The only defense witness was Richard Zeusler, a dealer and consultant in antique firearms. Zeusler gave his opinion that the shotgun was an antique within the meaning of § 5845(g) of the Act because it had been manufactured sometime between the late 1870’s and the early 1890’s and was designed to fire a type of fixed ammunition made before 1899 that is no longer commercially available in the United States. He opined that the fact that the gun could fire modern ammunition not designed for it did not exclude it from the definition of an antique. He said many such guns could fire both types of ammunition, but that modern ammunition would eventually make the gun explode: “it could happen on the next shot, and it could be a hundred shots down the line....”

At the close of the evidence, Tribunella moved for acquittal on the grounds (1) that there was insufficient evidence that the shotgun had been in his possession, and (2) that the shotgun was an antique within the meaning of § 5845(g), arid was thus exempt from the requirements of the Act. The court denied the motion. As to the latter contention, the court ruled that “[r]egardless of the weapon’s age, if it can use center fire ammunition and the ammunition is readily available in the ordinary channels of commercial trade the weapon is not an antique firearm.” It instructed the jury that the shotgun was not an antique within the statutory definition.

The jury found Tribunella guilty on both counts. On count one, the court sentenced Tribunella to six months’ imprisonment, with two and one-half years probation to follow his release from confinement; on count two, the court sentenced him to a concurrent term of probation. Execution of the sentence was stayed pending appeal.

II. Discussion

On appeal, Tribunella principally renews his contentions (1) that the shotgun was an antique within the meaning of § 5845(g) and thus was exempted from the requirements of the Act by § 5845(a), and (2) that the evidence as to possession was insufficient. We have considered all of his arguments and find them without merit.
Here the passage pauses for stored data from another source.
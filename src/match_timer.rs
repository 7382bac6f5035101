//! # Match Timer
//!
//! Countdown for one match. The timer itself has no side effects; the
//! bridge switches the gate when a match starts, stops or runs out.

use serde::Serialize;
use std::sync::{Mutex, MutexGuard};
use std::time::{Duration, Instant};

/// Serializable timer state.
#[derive(Debug, Clone, Copy, PartialEq, Eq, Serialize)]
#[serde(rename_all = "camelCase")]
pub struct MatchStatus {
    pub running: bool,
    pub remaining_ms: u64,
    pub duration_ms: u64,
}

#[derive(Debug)]
struct TimerState {
    duration: Duration,
    started: Option<Instant>,
}

#[derive(Debug)]
pub struct MatchTimer {
    state: Mutex<TimerState>,
}

impl MatchTimer {
    pub fn new(duration: Duration) -> Self {
        Self {
            state: Mutex::new(TimerState {
                duration,
                started: None,
            }),
        }
    }

    fn state(&self) -> MutexGuard<'_, TimerState> {
        self.state.lock().unwrap_or_else(|e| e.into_inner())
    }

    /// Starts the countdown. Returns false if a match is already running.
    pub fn start(&self, now: Instant) -> bool {
        let mut state = self.state();
        if state.started.is_some() {
            return false;
        }
        state.started = Some(now);
        true
    }

    /// Stops the countdown. Returns false if no match was running.
    pub fn stop(&self) -> bool {
        self.state().started.take().is_some()
    }

    pub fn reset(&self) {
        self.state().started = None;
    }

    /// Takes effect immediately, also for a running match.
    pub fn set_duration(&self, duration: Duration) {
        self.state().duration = duration;
    }

    #[must_use]
    pub fn is_running(&self) -> bool {
        self.state().started.is_some()
    }

    /// Full duration while stopped, otherwise the time left (never negative).
    #[must_use]
    pub fn remaining(&self, now: Instant) -> Duration {
        let state = self.state();
        match state.started {
            Some(started) => state
                .duration
                .saturating_sub(now.saturating_duration_since(started)),
            None => state.duration,
        }
    }

    /// True if a match is running and its time is up.
    #[must_use]
    pub fn is_expired(&self, now: Instant) -> bool {
        self.is_running() && self.remaining(now).is_zero()
    }

    #[must_use]
    pub fn status(&self, now: Instant) -> MatchStatus {
        MatchStatus {
            running: self.is_running(),
            remaining_ms: self.remaining(now).as_millis() as u64,
            duration_ms: self.state().duration.as_millis() as u64,
        }
    }
}

#[cfg(test)]
mod tests {
    use super::*;

    const TWO_MINUTES: Duration = Duration::from_secs(120);

    #[test]
    fn test_idle_timer_reports_full_duration() {
        let timer = MatchTimer::new(TWO_MINUTES);
        let now = Instant::now();
        assert!(!timer.is_running());
        assert_eq!(timer.remaining(now), TWO_MINUTES);
        assert!(!timer.is_expired(now));
    }

    #[test]
    fn test_countdown() {
        let timer = MatchTimer::new(TWO_MINUTES);
        let start = Instant::now();
        assert!(timer.start(start));
        assert!(!timer.start(start + Duration::from_secs(5)));

        assert_eq!(timer.remaining(start + Duration::from_secs(20)), Duration::from_secs(100));
        assert!(!timer.is_expired(start + Duration::from_secs(119)));
        assert!(timer.is_expired(start + Duration::from_secs(120)));
        assert_eq!(timer.remaining(start + Duration::from_secs(500)), Duration::ZERO);
    }

    #[test]
    fn test_stop_and_reset() {
        let timer = MatchTimer::new(TWO_MINUTES);
        let start = Instant::now();
        assert!(!timer.stop());
        timer.start(start);
        assert!(timer.stop());
        assert_eq!(timer.remaining(start + Duration::from_secs(30)), TWO_MINUTES);

        timer.start(start);
        timer.reset();
        assert!(!timer.is_running());
    }

    #[test]
    fn test_set_duration() {
        let timer = MatchTimer::new(TWO_MINUTES);
        let start = Instant::now();
        timer.set_duration(Duration::from_secs(60));
        timer.start(start);
        assert_eq!(timer.remaining(start + Duration::from_secs(10)), Duration::from_secs(50));
    }

    #[test]
    fn test_status_serializes() {
        let timer = MatchTimer::new(TWO_MINUTES);
        let json = serde_json::to_value(timer.status(Instant::now())).unwrap();
        assert_eq!(json["running"], false);
        assert_eq!(json["remainingMs"], 120_000);
        assert_eq!(json["durationMs"], 120_000);
    }
}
A. The Antique Firearm Defense

Section 5861 of 26 U.S.C. makes it unlawful for a person to possess a firearm that is not registered to him in the National Firearms Registration and Transfer Record, id. § 5861(d), or to possess a firearm that is not identified by a serial number, id. § 5861(i). The term “firearm” is defined in 26 U.S.C. § 5845(a), which provides in pertinent part as follows:

The term “firearm” means (1) a shotgun having a barrel or barrels of less than 18 inches in length; (2) a weapon made from a shotgun if such weapon as modified has an overall length of less than 26 inches or a barrel or barrels of less than 18 inches in length; .... The term “firearm” shall not include an antique firearm or any device (other than a machinegun or destructive device) which, although designed as a weapon, the Secretary finds by reason of the date of its manufacture, value, design, and other characteristics is primarily a collector’s item and is not likely to be used as a weapon.

The term “antique firearm” is defined in § 5845(g) as

any firearm not designed or redesigned for using rim fire or conventional center fire ignition with fixed ammunition and manufactured in or before 1898 (including any matchlock, flintlock, percussion cap, or similar type of ignition system or replica thereof, whether actually manufactured before or after the year 1898) and also any firearm using fixed ammunition manufactured in or before 1898, for which ammunition is no longer manufactured in the United States and is not readily available in the ordinary channels of commercial trade.

This definition thus creates two categories of antiques: the first, described in the clause preceding the parenthetical, focuses chiefly on the design of the weapon; the second, which follows the parenthetical, deals with the availability of ammunition. The pre-parenthetical portion of the definition is not in issue here. That portion excludes from the definition of antique any weapon that is designed for using conventional center fire ignition with fixed ammunition; both of the expert witnesses at trial made clear that the shotgun found in the ceiling was so designed. Thus, the first part of the § 5845(g) definition is not invoked by Tribunella.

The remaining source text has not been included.